Improving Automated Essay Cohesion Scoring with Item Response Theory

TLDR: A new research paper introduces an Item Response Theory (IRT)-based approach, called IRT-Multiregressor, to enhance the accuracy of automated essay cohesion assessment. By treating machine learning models as ‘respondents’ and essays as ‘items,’ IRT is used to adjust and combine predictions from various AI algorithms, including traditional models and BERT-based deep learning. Tested on two large Portuguese essay datasets, the method demonstrated superior performance in aligning automated scores with human evaluations, offering significant potential for personalized feedback, curriculum design, and explainable AI in educational settings.

Assessing the quality of written essays is a cornerstone of education, helping to evaluate students’ writing abilities and learning outcomes. Among the many facets of a good essay, textual cohesion stands out as crucial. Cohesion ensures that different parts of a text are meaningfully connected, making the writing clear and easy to understand. However, automatically scoring cohesion in essays has long been a significant challenge in educational artificial intelligence.

Traditional machine learning algorithms used for text evaluation often overlook the unique characteristics of individual essays. This can lead to inconsistencies between automated scores and human evaluations, making it difficult to provide accurate and helpful feedback to students. The subjective and time-consuming nature of manual essay assessment further highlights the need for robust automated solutions.

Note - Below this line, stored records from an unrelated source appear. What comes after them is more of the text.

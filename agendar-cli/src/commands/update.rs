use agendar_core::event::{Attendee, EventChanges, EventTime};
use anyhow::Result;
use clap::Args;
use owo_colors::OwoColorize;

#[derive(Args)]
pub struct UpdateArgs {
    /// Event id (shown by `agendar list`)
    pub event_id: String,

    /// New title
    #[arg(long)]
    pub summary: Option<String>,

    /// New start date/time
    #[arg(long)]
    pub start: Option<String>,

    /// New end date/time
    #[arg(long)]
    pub end: Option<String>,

    /// IANA time zone for start/end (defaults to the system zone)
    #[arg(short, long)]
    pub timezone: Option<String>,

    /// Replace the attendee list with these emails (repeatable)
    #[arg(long = "attendee", value_name = "EMAIL")]
    pub attendees: Vec<String>,

    /// New location
    #[arg(long)]
    pub location: Option<String>,

    /// New description
    #[arg(long)]
    pub description: Option<String>,

    /// Account email (defaults to the configured one)
    #[arg(short, long)]
    pub account: Option<String>,

    /// Calendar id (defaults to "primary")
    #[arg(short, long)]
    pub calendar: Option<String>,
}

pub async fn run(account: &str, calendar_id: &str, args: &UpdateArgs) -> Result<()> {
    let changes = build_changes(args)?;

    if changes.is_empty() {
        anyhow::bail!(
            "Nothing to update. Pass at least one of --summary, --start, --end, \
            --attendee, --location or --description."
        );
    }

    let event =
        agendar_google::api::update_event(account, calendar_id, &args.event_id, &changes).await?;

    println!("{}", format!("Updated: {}", event.summary).green());

    Ok(())
}

fn build_changes(args: &UpdateArgs) -> Result<EventChanges> {
    let start = parse_time_arg(args.start.as_deref(), args.timezone.as_deref())?;
    let end = parse_time_arg(args.end.as_deref(), args.timezone.as_deref())?;

    let attendees = if args.attendees.is_empty() {
        None
    } else {
        Some(
            args.attendees
                .iter()
                .map(|email| Attendee::from_email(email.as_str()))
                .collect(),
        )
    };

    Ok(EventChanges {
        summary: args.summary.clone(),
        description: args.description.clone(),
        location: args.location.clone(),
        start,
        end,
        attendees,
    })
}

/// Parse an optional date/time flag. The system zone is only looked up
/// when a time was actually given.
fn parse_time_arg(input: Option<&str>, timezone: Option<&str>) -> Result<Option<EventTime>> {
    let Some(input) = input else {
        return Ok(None);
    };
    let timezone = super::resolve_timezone(timezone)?;
    Ok(Some(EventTime::parse(input, &timezone)?))
}

#[cfg(test)]
mod tests {
    use super::*;
    use chrono::NaiveDate;

    fn empty_args() -> UpdateArgs {
        UpdateArgs {
            event_id: "evt123".to_string(),
            summary: None,
            start: None,
            end: None,
            timezone: None,
            attendees: Vec::new(),
            location: None,
            description: None,
            account: None,
            calendar: None,
        }
    }

    // --- build_changes ---

    #[test]
    fn no_flags_build_an_empty_change_set() {
        let changes = build_changes(&empty_args()).unwrap();
        assert!(changes.is_empty());
    }

    #[test]
    fn summary_flag_is_carried() {
        let args = UpdateArgs {
            summary: Some("Retro".to_string()),
            ..empty_args()
        };
        let changes = build_changes(&args).unwrap();
        assert!(!changes.is_empty());
        assert_eq!(changes.summary.as_deref(), Some("Retro"));
        assert!(changes.start.is_none());
    }

    #[test]
    fn attendee_flags_replace_the_list() {
        let args = UpdateArgs {
            attendees: vec!["ana@example.com".to_string(), "luis@example.com".to_string()],
            ..empty_args()
        };
        let changes = build_changes(&args).unwrap();
        assert_eq!(
            changes.attendees,
            Some(vec![
                Attendee::from_email("ana@example.com"),
                Attendee::from_email("luis@example.com"),
            ])
        );
    }

    #[test]
    fn start_flag_parses_in_the_given_zone() {
        let args = UpdateArgs {
            start: Some("2026-04-01T09:00".to_string()),
            timezone: Some("America/Mexico_City".to_string()),
            ..empty_args()
        };
        let changes = build_changes(&args).unwrap();
        assert_eq!(
            changes.start,
            Some(EventTime::Zoned {
                datetime: NaiveDate::from_ymd_opt(2026, 4, 1)
                    .unwrap()
                    .and_hms_opt(9, 0, 0)
                    .unwrap(),
                tzid: "America/Mexico_City".to_string(),
            })
        );
    }

    #[test]
    fn bad_start_is_rejected() {
        let args = UpdateArgs {
            start: Some("next tuesday".to_string()),
            timezone: Some("UTC".to_string()),
            ..empty_args()
        };
        assert!(build_changes(&args).is_err());
    }
}
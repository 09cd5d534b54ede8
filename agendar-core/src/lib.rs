//! Core types for the agendar tools.
//!
//! This crate provides the types shared between agendar-cli and the
//! Google Calendar client:
//! - `Event` and related types for calendar events
//! - `Frequency` for the supported recurrence labels
//! - `ListWindow` for the time range of event listings
//! - `GlobalConfig` for the user-level configuration file

pub mod config;
pub mod constants;
pub mod error;
pub mod event;
pub mod frequency;
pub mod window;

// Re-export the event types at crate root for convenience
pub use event::*;
//! Shared defaults.

/// How many days ahead the default listing window reaches.
pub const DEFAULT_LOOKAHEAD_DAYS: i64 = 5;

/// Maximum number of events a listing returns unless overridden.
pub const DEFAULT_MAX_RESULTS: usize = 10;

/// Calendar used when the user hasn't picked one.
pub const DEFAULT_CALENDAR_ID: &str = "primary";
//! Persisted OAuth session for one Google account.
//!
//! Tokens live in a TOML file per account under ~/.config/agendar/sessions/.
//! Sessions refresh themselves when the access token has expired.

use anyhow::{Context, Result};
use chrono::{DateTime, Duration, Utc};
use google_calendar::{AccessToken, Client};
use serde::{Deserialize, Serialize};

use crate::app_config;

pub struct Session {
    account_email: String,
    data: SessionData,
}

#[derive(Serialize, Deserialize, Clone)]
pub struct SessionData {
    access_token: String,
    refresh_token: String,
    expires_at: DateTime<Utc>,
}

impl From<&AccessToken> for SessionData {
    fn from(tokens: &AccessToken) -> Self {
        let expires_at = Utc::now() + Duration::seconds(tokens.expires_in);

        SessionData {
            access_token: tokens.access_token.clone(),
            refresh_token: tokens.refresh_token.clone(),
            expires_at,
        }
    }
}

impl Session {
    pub fn new(account_email: &str, data: SessionData) -> Self {
        Session {
            account_email: account_email.to_string(),
            data,
        }
    }

    fn path_for_account_email(account_email: &str) -> Result<std::path::PathBuf> {
        let email_slug = account_email.replace(['/', '\\', ':'], "_");

        Ok(app_config::base_dir()?
            .join("sessions")
            .join(format!("{}.toml", email_slug)))
    }

    fn path(&self) -> Result<std::path::PathBuf> {
        Self::path_for_account_email(&self.account_email)
    }

    pub fn client(&self) -> Result<Client> {
        let creds = app_config::load()?;

        Ok(Client::new(
            creds.client_id,
            creds.client_secret,
            String::new(),
            self.data.access_token.clone(),
            self.data.refresh_token.clone(),
        ))
    }

    /// Load a session and refresh it if expired.
    pub async fn load_valid(account_email: &str) -> Result<Self> {
        let mut session = Self::load(account_email)?;

        if session.is_expired() {
            tracing::debug!(account = account_email, "access token expired, refreshing");
            session.refresh().await?;
        }

        Ok(session)
    }

    fn load(account_email: &str) -> Result<Self> {
        let path = Self::path_for_account_email(account_email)?;

        if !path.exists() {
            anyhow::bail!(
                "No Google session for {}. Run `agendar auth` first.",
                account_email
            );
        }

        let contents = std::fs::read_to_string(&path)
            .with_context(|| format!("Failed to read session from {}", path.display()))?;

        let data: SessionData = toml::from_str(&contents)
            .with_context(|| format!("Failed to parse session from {}", path.display()))?;

        Ok(Session {
            account_email: account_email.to_string(),
            data,
        })
    }

    pub fn save(&self) -> Result<()> {
        let contents = toml::to_string_pretty(&self.data).context("Failed to serialize session")?;

        let path = self.path()?;

        if let Some(parent) = path.parent() {
            std::fs::create_dir_all(parent)
                .with_context(|| format!("Failed to create directory {}", parent.display()))?;
        }

        std::fs::write(&path, contents)
            .with_context(|| format!("Failed to write session to {}", path.display()))?;

        // Owner-only (0600) since the file contains OAuth tokens:
        #[cfg(unix)]
        {
            use std::os::unix::fs::PermissionsExt;
            std::fs::set_permissions(&path, std::fs::Permissions::from_mode(0o600))
                .with_context(|| format!("Failed to set permissions on {}", path.display()))?;
        }

        Ok(())
    }

    fn is_expired(&self) -> bool {
        Utc::now() >= self.data.expires_at
    }

    async fn refresh(&mut self) -> Result<()> {
        let creds = app_config::load()?;

        let client = Client::new(
            creds.client_id,
            creds.client_secret,
            String::new(),
            self.data.access_token.clone(),
            self.data.refresh_token.clone(),
        );

        let mut tokens = client
            .refresh_access_token()
            .await
            .context("Failed to refresh access token")?;

        tokens.refresh_token =
            merged_refresh_token(&self.data.refresh_token, &tokens.refresh_token);

        self.data = (&tokens).into();
        self.save()?;

        tracing::debug!(account = %self.account_email, "session refreshed");

        Ok(())
    }
}

/// Google typically leaves `refresh_token` empty when refreshing; keep the
/// stored one in that case.
fn merged_refresh_token(stored: &str, fresh: &str) -> String {
    if fresh.is_empty() {
        stored.to_string()
    } else {
        fresh.to_string()
    }
}

#[cfg(test)]
mod tests {
    use super::*;

    fn make_session_data(expires_at: DateTime<Utc>) -> SessionData {
        SessionData {
            access_token: "access".to_string(),
            refresh_token: "refresh".to_string(),
            expires_at,
        }
    }

    #[test]
    fn session_data_from_access_token() {
        let tokens = AccessToken {
            access_token: "abc".to_string(),
            refresh_token: "def".to_string(),
            expires_in: 3600,
            ..Default::default()
        };

        let before = Utc::now() + Duration::seconds(3600);
        let data = SessionData::from(&tokens);
        let after = Utc::now() + Duration::seconds(3600);

        assert_eq!(data.access_token, "abc");
        assert_eq!(data.refresh_token, "def");
        assert!(data.expires_at >= before && data.expires_at <= after);
    }

    #[test]
    fn expired_when_past() {
        let session = Session::new(
            "ana@example.com",
            make_session_data(Utc::now() - Duration::minutes(5)),
        );
        assert!(session.is_expired());
    }

    #[test]
    fn not_expired_when_future() {
        let session = Session::new(
            "ana@example.com",
            make_session_data(Utc::now() + Duration::minutes(30)),
        );
        assert!(!session.is_expired());
    }

    // --- merged_refresh_token ---

    #[test]
    fn empty_refresh_response_keeps_stored_token() {
        assert_eq!(merged_refresh_token("stored", ""), "stored");
    }

    #[test]
    fn new_refresh_token_replaces_stored() {
        assert_eq!(merged_refresh_token("stored", "fresh"), "fresh");
    }

    #[test]
    fn session_data_round_trips_through_toml() {
        let data = make_session_data(Utc::now() + Duration::hours(1));
        let toml_str = toml::to_string_pretty(&data).unwrap();
        let parsed: SessionData = toml::from_str(&toml_str).unwrap();
        assert_eq!(parsed.access_token, data.access_token);
        assert_eq!(parsed.refresh_token, data.refresh_token);
        assert_eq!(parsed.expires_at, data.expires_at);
    }
}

A recent research paper, titled Enhancing Essay Cohesion Assessment: A Novel Item Response Theory Approach, introduces an innovative method to tackle this problem. The study proposes an approach based on Item Response Theory (IRT) to refine and adjust the cohesion scores generated by machine learning models. IRT is a statistical framework commonly used in educational testing to model how individuals respond to test items based on their underlying abilities and the characteristics of the items themselves. In this novel application, machine learning models are treated as ‘respondents,’ and individual essays are considered ‘test items,’ allowing for a more nuanced analysis of prediction quality.

The researchers, Bruno Alexandre Rosa, Hilário Oliveira, Luiz Rodrigues, Eduardo Araujo Oliveira, and Rafael Ferreira Mello, aimed to investigate how effectively an IRT-based model could adjust cohesion scores predicted by various AI algorithms. Their approach, named IRT-Multiregressor, integrates IRT concepts to combine predictions from multiple machine learning models, including traditional algorithms and advanced BERT-based deep learning models.

For their experiments, two significant datasets of Portuguese essays were used: the extended Essay-BR dataset, comprising 6,563 essays in the style of Brazil’s National High School Exam (ENEM), and the Brazilian Portuguese Narrative Essays dataset, which includes 1,235 essays from 5th to 9th-grade public school students. These datasets provided a rich and diverse corpus for testing the proposed method, despite exhibiting imbalances in cohesion score distribution, which is a common challenge in such data.

To prepare the essays for machine learning, the team extracted a comprehensive set of 325 linguistic features. These features, categorized into 13 groups such as Coh-Metrix, LIWC, Connectives, and Lexical Diversity, transform textual data into numerical vectors that AI models can process. Additionally, the study leveraged BERT, a powerful pre-trained language model, to generate contextual embeddings, capturing deep semantic relationships within the essays.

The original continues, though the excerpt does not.